Tair sighed inwardly as he saw Tally’s expression harden. He was familiar with women’s emotional tendencies, understood they valued connection and relationships over logic and accomplishment, but this one, this woman, defied logic altogether.
He’d kidnapped her from the medina. He’d dragged her across the desert. He was holding her against her will and fully intended to keep her here. What about those actions symbolized tenderness or kindness? Where was the empathy? The compassion?
“Do not think you can change me,” he said tersely, irritated to even be having this conversation. He was not a conversational man. Tally should know that by now. She should know him by now. “Do not imagine you can somehow shape me into a better, kinder version of me. It will not happen.”
“I’ve no desire to change you. The only thing I want is to get out of here. Go home.”
“Which I’m not going to allow you to do.”
“So, let me get this straight. You’ve no intention of becoming the least bit likable, and I’ve got to spend forever here, too?”
Tair nearly smiled. Finally she sounded properly horrified. Now this was conversation he liked. “Yes. Exactly. I will not change. I will never be likable. And you will never be returned to your people.”
A small muscle jumped in her jaw, near her ear. Her expression subtly tensed. “You mean, I won’t be returned until I agree to erase all the camera’s memory.”
Tair didn’t reply immediately, too intent on studying her eyes, where the sunlight shone, reflecting glints of green and gray and brown.
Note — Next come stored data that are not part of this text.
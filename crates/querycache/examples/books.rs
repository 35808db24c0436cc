// Copyright (c) Microsoft Corporation.
// Licensed under the MIT License.

//! Books Example
//!
//! Caches the titles of a filtered book query in an in-memory store. The second
//! call is served from the store, and changing the captured category yields a
//! different key. Hit and miss events are logged through `tracing`.

use std::sync::Arc;

use parking_lot::Mutex;
use querycache::{CacheAside, CachedQueryExt, DEFAULT_CACHE_SECONDS, InMemorySource, MemoryStore};
use querykey::{Expr, Lambda, Parameter, Query, Value, ValueType, derive_key};

fn book(title: &str, category: &str) -> Value {
    Value::record([("Title", Value::from(title)), ("Category", Value::from(category))])
}

#[tokio::main(flavor = "current_thread")]
async fn main() -> Result<(), querycache::Error> {
    tracing_subscriber::fmt().with_max_level(tracing::Level::DEBUG).init();

    let source = InMemorySource::new().with_table(
        "books",
        [
            book("Dune", "Books"),
            book("Heat", "Films"),
            book("Emma", "Books"),
        ],
    );

    // The category is read every time a key is derived.
    let category = Arc::new(Mutex::new("Books"));
    let row = ValueType::record("Book");
    let x = Parameter::new("x", row.clone());
    let captured = Arc::clone(&category);
    let query = Query::from_source("books", row)
        .filter(Lambda::new(
            x.clone(),
            x.field("Category", ValueType::Str)
                .equals(Expr::captured("category", ValueType::Str, move || Ok(Value::from(*captured.lock())))),
        ))
        .select(Lambda::new(x.clone(), x.field("Title", ValueType::Str)));

    let cache = CacheAside::builder(MemoryStore::new()).name("books").build();
    let params = [Value::from(42)];

    let key = derive_key(Some(query.expression()), &params)?;
    println!("{} -> {key}", query.expression());

    // Miss: the source runs and the titles are stored for a minute.
    let titles: Vec<String> = cache.to_cache_list_async(&source, &query, DEFAULT_CACHE_SECONDS, &params).await?;
    println!("first call:  {titles:?}");

    // Hit: served from the store.
    let titles: Vec<String> = cache.to_cache_list_async(&source, &query, DEFAULT_CACHE_SECONDS, &params).await?;
    println!("second call: {titles:?}");

    *category.lock() = "Films";
    let films: Vec<String> = cache.to_cache_list(&source, &query, DEFAULT_CACHE_SECONDS, &params)?;
    println!("films:       {films:?} under {}", derive_key(Some(query.expression()), &params)?);

    Ok(())
}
He loved the color of her eyes. They reminded him of the part of Europe he loved, the old forests and cool woodland glens, the river beds filled with polished pebbles against banks softened by violets and ferns. In her eyes he remembered swimming in sun dappled ponds and hiding inside hollowed tree stumps. He could smell the water, the sticky sap of trees, the softness of moss growing on the far side of trees.
He remembered his mother.
He remembered the boy.
He remembered innocence.
“If I give you all the disks now, let you erase them, destroy them, you will let me go.” Tally’s voice was firm but he heard the whisper of uncertainty. Suddenly she wasn’t so sure. Suddenly she doubted him. Again.
As she should.
His gaze dropped from her eyes, over the satin cream and rose of her fine Western skin to her mouth. Her lips were full, wide, the color a dark-dusty pink which he’d thought initially was makeup, but knew now it was just the color of her skin.
Pink and cream, rose and ivory.
The color of his woman.
His woman. And he knew without a doubt what he’d suspected earlier. He’d never intended to return her, never planned to let her go back.
She was his woman. She was going to be his wife.
They’d been together long enough. It was a longer courtship than he’d had with his first wife.
It was time to make their relationship official. Time to announce that the foreigner would soon be his bride.
“Tair.” Her tone was increasingly urgent. “I’ll do it. Get my camera and memory cards now. Let’s just do it. Destroy them and be done with it.”
“No.”
“No?”
He shrugged, increasingly comfortable. Easy now that he’d made his decision, or more correctly, recognized the decision he’d made when he first spotted Tally in the square. It was kismet, he understood now. Fate. He’d seen her and knew without understanding why, that he had to have her. She was supposed to be his. “You’ll stay here with me.”